What kind of interaction do you mean? And what other GUI decisions?
So basically, I would like someone to list:
- all the settings that exist now
Ok, I would mark out 3 groups of settings.
- Workspaces content. That is which windows from which workspaces to
reflect in the list and what to do with them when restoring. I do not
make the list show all workspaces, so I do not care about restoring. But
that's me, and it doesn't mean this setting is useless.
- Grouping. When to group. Pretty nice and clear, except we cannot
control when the grouping starts, in case of autogroup.
- Size policy. That's what I found the worst thing. I had always wanted
the list to be at the maximum size it can be, showing the buttons not
too large, let's say not bigger than a given size. But what I had was
very odd buttons behavior, the list could change its size when I focus
other window, with 2 buttons it could be longer than with 3, and
changing minimum and maximum size of the applet didn't really help.
That's why I made another parameter, maximum button size. When you set
that, the applet shoud get as big as possible, but the buttons should
not get bigger than this size. Well, you may call it a different mode,
or different settings, but it *is* a size policy.
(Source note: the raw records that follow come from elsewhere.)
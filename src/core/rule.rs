//! Named password rules.
//!
//! A rule is a pure predicate over the candidate password, paired with the
//! identifier the form uses for its indicator and a human-readable
//! description. Rules never inspect the confirmation field.

use std::fmt;
use std::sync::Arc;

/// Minimum password length enforced by the standard rule set.
pub const MIN_LENGTH: usize = 8;

/// Characters accepted by the standard `special` rule.
pub const SPECIAL_CHARACTERS: &str = "!@#$%^&*(),.?\":{}|<>";

/// Identifier of the minimum length rule.
pub const LENGTH: &str = "length";
/// Identifier of the uppercase letter rule.
pub const UPPERCASE: &str = "uppercase";
/// Identifier of the lowercase letter rule.
pub const LOWERCASE: &str = "lowercase";
/// Identifier of the digit rule.
pub const NUMBER: &str = "number";
/// Identifier of the special character rule.
pub const SPECIAL: &str = "special";

type Predicate = Arc<dyn Fn(&str) -> bool + Send + Sync>;

/// Pure predicate that a password must satisfy.
///
/// # Example
///
/// ```rust
/// use signup_guard::core::PasswordRule;
///
/// let no_spaces = PasswordRule::new("no_spaces", "Без пробелов", |p: &str| {
///     !p.contains(' ')
/// });
///
/// assert!(no_spaces.check("Passw0rd!"));
/// assert!(!no_spaces.check("Pass w0rd!"));
/// ```
#[derive(Clone)]
pub struct PasswordRule {
    name: String,
    description: String,
    predicate: Predicate,
}

impl PasswordRule {
    /// Create a rule from a pure predicate.
    ///
    /// The predicate must be deterministic and thread-safe (Send + Sync).
    pub fn new<F>(name: impl Into<String>, description: impl Into<String>, predicate: F) -> Self
    where
        F: Fn(&str) -> bool + Send + Sync + 'static,
    {
        Self {
            name: name.into(),
            description: description.into(),
            predicate: Arc::new(predicate),
        }
    }

    /// At least `min` characters, counted as Unicode scalar values.
    pub fn min_length(min: usize) -> Self {
        Self::new(LENGTH, format!("Минимум {min} символов"), move |p: &str| {
            p.chars().count() >= min
        })
    }

    /// At least one ASCII uppercase letter.
    pub fn uppercase() -> Self {
        Self::new(UPPERCASE, "Заглавная буква", |p: &str| {
            p.chars().any(|c| c.is_ascii_uppercase())
        })
    }

    /// At least one ASCII lowercase letter.
    pub fn lowercase() -> Self {
        Self::new(LOWERCASE, "Строчная буква", |p: &str| {
            p.chars().any(|c| c.is_ascii_lowercase())
        })
    }

    /// At least one ASCII digit.
    pub fn digit() -> Self {
        Self::new(NUMBER, "Цифра", |p: &str| p.chars().any(|c| c.is_ascii_digit()))
    }

    /// At least one character drawn from `allowed`.
    pub fn special(allowed: impl Into<String>) -> Self {
        let allowed: String = allowed.into();
        Self::new(SPECIAL, "Спецсимвол", move |p: &str| {
            p.chars().any(|c| allowed.contains(c))
        })
    }

    /// Replace the description, keeping name and predicate.
    pub fn with_description(mut self, description: impl Into<String>) -> Self {
        self.description = description.into();
        self
    }

    pub fn name(&self) -> &str {
        &self.name
    }

    pub fn description(&self) -> &str {
        &self.description
    }

    /// Evaluate the predicate. Pure; never short-circuits on empty input.
    pub fn check(&self, password: &str) -> bool {
        (self.predicate)(password)
    }
}

impl fmt::Debug for PasswordRule {
    fn fmt(&self, f: &mut fmt::Formatter<'_>) -> fmt::Result {
        f.debug_struct("PasswordRule")
            .field("name", &self.name)
            .field("description", &self.description)
            .finish_non_exhaustive()
    }
}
- the various settings that have been proposed
What else I'd like to propose is the sorting policy. Right now buttons
in the list are sorted by window class and application, what I find not
really handy. If I open mozilla, terminal and another mozilla, I expect
the second mozilla to be at the end of the list, that is at the
rightmost position, but it appears in the middle.
- enumerate each combination of those (possibly lumping
some combinations together)
- write down which combinations are useful "modes," and why,
and which combinations are useless
For me, only the content of other workspaces is useless, everything else
is fine, and sometimes I'd like to change that on the fly.
- from this see which settings are "standalone" and which
interact to create "modes" of tasklist usage
If we do this, I think we will understand the problem a bit better,
and be in a position to guess at the pros and cons of adding each
setting. I would not be surprised if it turns out that some of the
settings we don't have are more useful than some of the ones we do
have.
I think doing this homework is a prerequisite to applying patches to add
more behavior modes to the window list.